On the conference’s second day, hundreds of sisters prayed on a milelong pilgrimage route around downtown in the early morning. With readings and prayer, they stopped three times to contemplate forced migration, climate change and racism, drawing from Pope Francis’ “Laudato Si'” encyclical.

Later that day, Jesuit Father James Martin, a bestselling author and Vatican consultor, addressed the sisters with warmth. “First, Catholic sisters are my heroes,” he said.

Basing his keynote speech on the Gospel story of the raising of Lazarus, Father Martin shared a message touching on change, grief and love.

He acknowledged the mix of emotions faced by sisters of “joy and hope and griefs and anxieties” as they look to the future. But he encouraged them to trust like Lazarus, listening for the one “who was calling him.”

“This is what enables us to move ahead in our own lives,” Father Martin said, “and in our community discernment, knowing who is calling us forward — Jesus.”

In the Gospel, Martha and Mary question Jesus on his delay after their brother’s death. Communities may be asking about the decline in vocations and community life and question Jesus’ perceived absence.

“It’s important to name that, be grateful for what went before, grieve that and accept it. … There is a need to celebrate what happened there, savor it and then give it over to God.”

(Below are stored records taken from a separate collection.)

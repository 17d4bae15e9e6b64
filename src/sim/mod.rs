use crate::fish::Fish;

/// A pluggable neighbor query that can be swapped without touching fish update logic.
pub trait NeighborSearch: Send + Sync {
    /// Rebuild internal structures based on the current fish positions.
    fn rebuild(&mut self, fishes: &[Fish]);

    /// Indices of fish strictly within `radius` of fish `index`, never `index` itself.
    fn neighbors(&self, fishes: &[Fish], index: usize, radius: f64) -> Vec<usize>;

    /// Human-readable name for display/debugging.
    fn name(&self) -> &'static str;
}

mod brute_force;
mod engine;
pub mod steering;
pub(crate) mod utils;

pub use brute_force::BruteForceNeighborSearch;
pub use engine::World;
pub use steering::Steering;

But death is not the end of the story, he said to the gathering. The Gospel story speaks to today’s situation: It’s a time to step out in faith.

In Father Martin’s telling, Lazarus faced a decision no one had faced before: to leave the tomb. He risked returning to life uncertain of what awaited him.

Father Martin asked if religious men and women cling to a life that is familiar but keeps their communities bound.

“This change of era in which we find ourselves is where God needs us to be and the unfamiliar land of “not knowing” no longer leaves us hesitant or timid,” he said. “The invitation for all of us, as men and women religious, as Catholics and Christians, is indeed, on every day of our lives, to listen to the voice of Jesus and to “Come forth.”

Sisters across congregations found personal meaning in the talks.

Sister Teresa Laengle, a member of the Sisters of Charity of Cincinnati, said she was touched by the presidential address. It showed courage to talk about vulnerability as a leader and it reminded her “trust in God at all times, that God is with us.”

“We continuously need to have hope. Since our world seems to be broken, we can’t give up hope for the world,” she told The Georgia Bulletin, Atlanta’s archdiocesan news outlet.

Sister Katie Gaspard, of the Dominican Sisters of Houston, said women chose the life of ministry and service when religious life looked a different way. She found support in Father Martin’s image of Lazarus choosing to step out of the tomb into mystery. “It’s a choosing that comes with responsibilities,” she said.

For Sister Katheryn Sleziak, a member of the Dominicans of Grand Rapids, Michigan, the call of vulnerability stood out. By sharing the changes of our lives, we lower barriers and invite people to join our mission, she said.